Oltre al lavoro nero, deprecabile di per sè, c’è una forma di sfruttamento ancora peggiore, che priva il lavoratore di ogni sorta di assistenza e mezzi di sicurezza sul lavoro, sconfinando nella schiavitù e nel maltrattamento fisico della persona e che purtroppo riguarda per lo più gli immigrati : il lavoro coatto.

Coatto è una parola che deriva dal verbo latino “cogo, is, coegi, coactum, ere”, che vuol dire costringere, forzare.

Dunque il lavoro coatto equivale al lavoro forzato.
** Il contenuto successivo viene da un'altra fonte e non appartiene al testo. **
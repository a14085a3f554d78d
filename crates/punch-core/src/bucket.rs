//! Time bucketing: slicing intervals onto hour and workday boundaries.
//!
//! All functions are pure. Ranges are half-open (`[reference, reference + span)`),
//! so an interval ending exactly on a boundary contributes nothing to the next
//! bucket.

use std::collections::{BTreeMap, BTreeSet};

use chrono::{Datelike, Duration, IsoWeek, NaiveDateTime, Timelike};

use crate::session::Session;
use crate::workday::Workday;

/// A closed `[start, end)` span of worked time.
#[derive(Debug, Clone, Copy, PartialEq, Eq)]
pub struct Interval {
    pub start: NaiveDateTime,
    pub end: NaiveDateTime,
}

impl Interval {
    pub fn new(start: NaiveDateTime, end: NaiveDateTime) -> Self {
        Self {
            start,
            end: end.max(start),
        }
    }

    pub fn seconds(&self) -> i64 {
        (self.end - self.start).num_seconds()
    }
}

/// Worked seconds attributed to one calendar unit (an hour or a workday).
#[derive(Debug, Clone, Copy, PartialEq, Eq)]
pub struct Slice {
    /// Start of the unit the time is attributed to.
    pub reference: NaiveDateTime,
    pub seconds: i64,
}

impl Slice {
    pub const fn new(reference: NaiveDateTime, seconds: i64) -> Self {
        Self { reference, seconds }
    }
}

/// Truncates a timestamp to the start of its hour.
pub fn floor_hour(timestamp: NaiveDateTime) -> NaiveDateTime {
    timestamp
        .with_minute(0)
        .and_then(|t| t.with_second(0))
        .and_then(|t| t.with_nanosecond(0))
        .unwrap_or(timestamp)
}

/// Splits an interval into one slice per calendar hour it overlaps.
///
/// Each slice is anchored at the start of its hour and carries only the
/// overlap, so the first and last slices may be partial.
pub fn slice_by_hour(interval: Interval) -> Vec<Slice> {
    let mut slices = Vec::new();
    let mut hour = floor_hour(interval.start);

    while hour < interval.end {
        let next = hour + Duration::hours(1);
        let overlap = interval.end.min(next) - interval.start.max(hour);
        if overlap > Duration::zero() {
            slices.push(Slice::new(hour, overlap.num_seconds()));
        }
        hour = next;
    }

    slices
}

/// Slices every session by hour, resolving open sessions to `now`.
pub fn slice_sessions_by_hour(sessions: &[Session], now: NaiveDateTime) -> Vec<Slice> {
    sessions
        .iter()
        .flat_map(|s| slice_by_hour(s.interval(now)))
        .collect()
}

/// Merges slices that share the same clock hour on the same day.
pub fn consolidate_by_hour(slices: &[Slice]) -> Vec<Slice> {
    consolidate(slices, floor_hour)
}

/// Re-anchors slices at the start of their workday and sums them per workday.
pub fn consolidate_by_day(slices: &[Slice], workday: &Workday) -> Vec<Slice> {
    consolidate(slices, |reference| workday.start_for(reference))
}

fn consolidate(slices: &[Slice], key: impl Fn(NaiveDateTime) -> NaiveDateTime) -> Vec<Slice> {
    let mut totals: BTreeMap<NaiveDateTime, i64> = BTreeMap::new();
    for slice in slices {
        *totals.entry(key(slice.reference)).or_default() += slice.seconds;
    }
    totals
        .into_iter()
        .map(|(reference, seconds)| Slice::new(reference, seconds))
        .collect()
}

/// Durations observed for each hour of the day (index 0-23), across all days.
///
/// Feed hour-consolidated slices to get one entry per day the hour was worked.
pub fn group_by_hour_of_day(slices: &[Slice]) -> [Vec<i64>; 24] {
    let mut hours: [Vec<i64>; 24] = std::array::from_fn(|_| Vec::new());
    for slice in slices {
        hours[slice.reference.hour() as usize].push(slice.seconds);
    }
    hours
}

/// Durations observed for each weekday (0 = Monday).
///
/// Slices before the workday cutoff count towards the previous weekday. Feed
/// day-consolidated slices to get one entry per workday.
pub fn group_by_weekday(slices: &[Slice], workday: &Workday) -> [Vec<i64>; 7] {
    let mut days: [Vec<i64>; 7] = std::array::from_fn(|_| Vec::new());
    for slice in slices {
        let weekday = workday.weekday_for(slice.reference);
        days[weekday.num_days_from_monday() as usize].push(slice.seconds);
    }
    days
}

/// Accumulated time for one ISO week.
#[derive(Debug, Clone, Default, PartialEq, Eq)]
pub struct WeekBucket {
    pub seconds: i64,
    /// Working weekdays (0 = Monday through 4 = Friday) with any activity.
    pub weekdays: BTreeSet<u32>,
}

impl WeekBucket {
    /// Number of distinct days worked, for per-day averages over partial weeks.
    pub fn active_days(&self) -> usize {
        self.weekdays.len()
    }
}

/// Groups day-consolidated slices by ISO week.
///
/// Weekend time adds to the week's total but not to its active days.
pub fn group_by_week(slices: &[Slice], workday: &Workday) -> BTreeMap<IsoWeek, WeekBucket> {
    let mut weeks: BTreeMap<IsoWeek, WeekBucket> = BTreeMap::new();
    for slice in slices {
        let day = workday.start_for(slice.reference);
        let bucket = weeks.entry(day.iso_week()).or_default();
        bucket.seconds += slice.seconds;
        let weekday = day.weekday().num_days_from_monday();
        if slice.seconds > 0 && weekday < 5 {
            bucket.weekdays.insert(weekday);
        }
    }
    weeks
}

#[cfg(test)]
mod tests {
    use super::*;
    use chrono::NaiveDate;

    fn at(day: u32, h: u32, m: u32) -> NaiveDateTime {
        NaiveDate::from_ymd_opt(2024, 1, day)
            .unwrap()
            .and_hms_opt(h, m, 0)
            .unwrap()
    }

    #[test]
    fn slices_partial_first_and_last_hours() {
        let slices = slice_by_hour(Interval::new(at(15, 8, 30), at(15, 10, 15)));
        assert_eq!(
            slices,
            vec![
                Slice::new(at(15, 8, 0), 1800),
                Slice::new(at(15, 9, 0), 3600),
                Slice::new(at(15, 10, 0), 900),
            ]
        );
    }

    #[test]
    fn slicing_is_lossless_across_days() {
        let interval = Interval::new(at(15, 22, 17), at(17, 3, 41));
        let total: i64 = slice_by_hour(interval).iter().map(|s| s.seconds).sum();
        assert_eq!(total, interval.seconds());
    }

    #[test]
    fn end_on_hour_boundary_belongs_to_preceding_slice() {
        let slices = slice_by_hour(Interval::new(at(15, 9, 0), at(15, 11, 0)));
        assert_eq!(
            slices,
            vec![
                Slice::new(at(15, 9, 0), 3600),
                Slice::new(at(15, 10, 0), 3600),
            ]
        );
    }

    #[test]
    fn empty_interval_has_no_slices() {
        assert!(slice_by_hour(Interval::new(at(15, 9, 30), at(15, 9, 30))).is_empty());
    }

    #[test]
    fn consolidate_by_hour_merges_same_hour_same_day() {
        let slices = [
            Slice::new(at(15, 9, 0), 600),
            Slice::new(at(15, 9, 0), 1200),
            Slice::new(at(16, 9, 0), 300),
        ];
        assert_eq!(
            consolidate_by_hour(&slices),
            vec![Slice::new(at(15, 9, 0), 1800), Slice::new(at(16, 9, 0), 300)]
        );
    }

    #[test]
    fn consolidate_by_day_uses_workday_cutoff() {
        let workday = Workday::default();
        let slices = [
            Slice::new(at(15, 5, 0), 3600),
            Slice::new(at(15, 6, 0), 3600),
            Slice::new(at(15, 23, 0), 3600),
            Slice::new(at(16, 2, 0), 1800),
        ];
        assert_eq!(
            consolidate_by_day(&slices, &workday),
            vec![
                Slice::new(at(14, 6, 0), 3600),
                Slice::new(at(15, 6, 0), 9000),
            ]
        );
    }

    #[test]
    fn group_by_hour_of_day_collects_per_day_values() {
        let slices = [
            Slice::new(at(15, 9, 0), 1800),
            Slice::new(at(16, 9, 0), 3600),
            Slice::new(at(16, 14, 0), 60),
        ];
        let hours = group_by_hour_of_day(&slices);
        assert_eq!(hours[9], vec![1800, 3600]);
        assert_eq!(hours[14], vec![60]);
        assert!(hours[0].is_empty());
    }

    #[test]
    fn group_by_weekday_shifts_early_morning() {
        let workday = Workday::default();
        // 2024-01-16 is a Tuesday; 03:00 belongs to Monday's workday.
        let slices = [
            Slice::new(at(16, 3, 0), 100),
            Slice::new(at(16, 6, 0), 200),
        ];
        let days = group_by_weekday(&slices, &workday);
        assert_eq!(days[0], vec![100]);
        assert_eq!(days[1], vec![200]);
    }

    #[test]
    fn group_by_week_counts_distinct_weekdays() {
        let workday = Workday::default();
        // Monday 2024-01-15 (two sessions) and Wednesday 2024-01-17.
        let sessions = [
            Session::closed(at(15, 8, 0), at(15, 12, 0)),
            Session::closed(at(15, 13, 0), at(15, 17, 0)),
            Session::closed(at(17, 9, 0), at(17, 10, 0)),
        ];
        let slices = slice_sessions_by_hour(&sessions, at(18, 0, 0));
        let daily = consolidate_by_day(&slices, &workday);
        let weeks = group_by_week(&daily, &workday);

        assert_eq!(weeks.len(), 1);
        let bucket = weeks.values().next().unwrap();
        assert_eq!(bucket.active_days(), 2);
        assert_eq!(bucket.seconds, 9 * 3600);
        assert_eq!(weeks.keys().next().unwrap().week(), 3);
    }

    #[test]
    fn group_by_week_ignores_weekend_days() {
        let workday = Workday::default();
        // Monday 2024-01-15, Saturday 01-20 and Sunday 01-21.
        let slices = [
            Slice::new(at(15, 6, 0), 3600),
            Slice::new(at(20, 6, 0), 1800),
            Slice::new(at(21, 6, 0), 1800),
        ];
        let weeks = group_by_week(&slices, &workday);

        assert_eq!(weeks.len(), 1);
        let bucket = weeks.values().next().unwrap();
        assert_eq!(bucket.active_days(), 1);
        assert_eq!(bucket.seconds, 2 * 3600);
    }

    #[test]
    fn group_by_week_separates_years() {
        let workday = Workday::default();
        let late = NaiveDate::from_ymd_opt(2023, 1, 16)
            .unwrap()
            .and_hms_opt(6, 0, 0)
            .unwrap();
        let slices = [Slice::new(late, 60), Slice::new(at(15, 6, 0), 60)];
        assert_eq!(group_by_week(&slices, &workday).len(), 2);
    }
}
Questa situazione deplorevole in un contesto moderno e civile è stata esaminata nella giornata di ieri (19 febbraio), per quanto riguarda la Regione Lazio, in un Convegno tenutosi a Latina e voluto dalla Uil. L’iniziativa dell’ Associazione sindacale nasce soprattutto dall’esigenza di una presa di coscienza e di una sensibilizzazione a tale problema e si concretizza nella realizzazione di un progetto che prevede cinque sportelli per gli immigarti.

L’idea degli sportelli potrebbe essere un primo passo verso l’integrazione dei lavoratori stranieri, i cui vantaggi si ripercuterebbero positivamente sia sulla sicurezza dei cittadini stessi, sia nell’ambito del mondo del lavoro.

Naturalmente andrà poi chiarita e affermata anche la legislazione in merito allo status di tale tipologia di lavoratori e le sanzioni per le aziende e i datori di lavoro che continueranno con comportamenti intollerabili in una società attualmente sempre più multietnica e dinamica.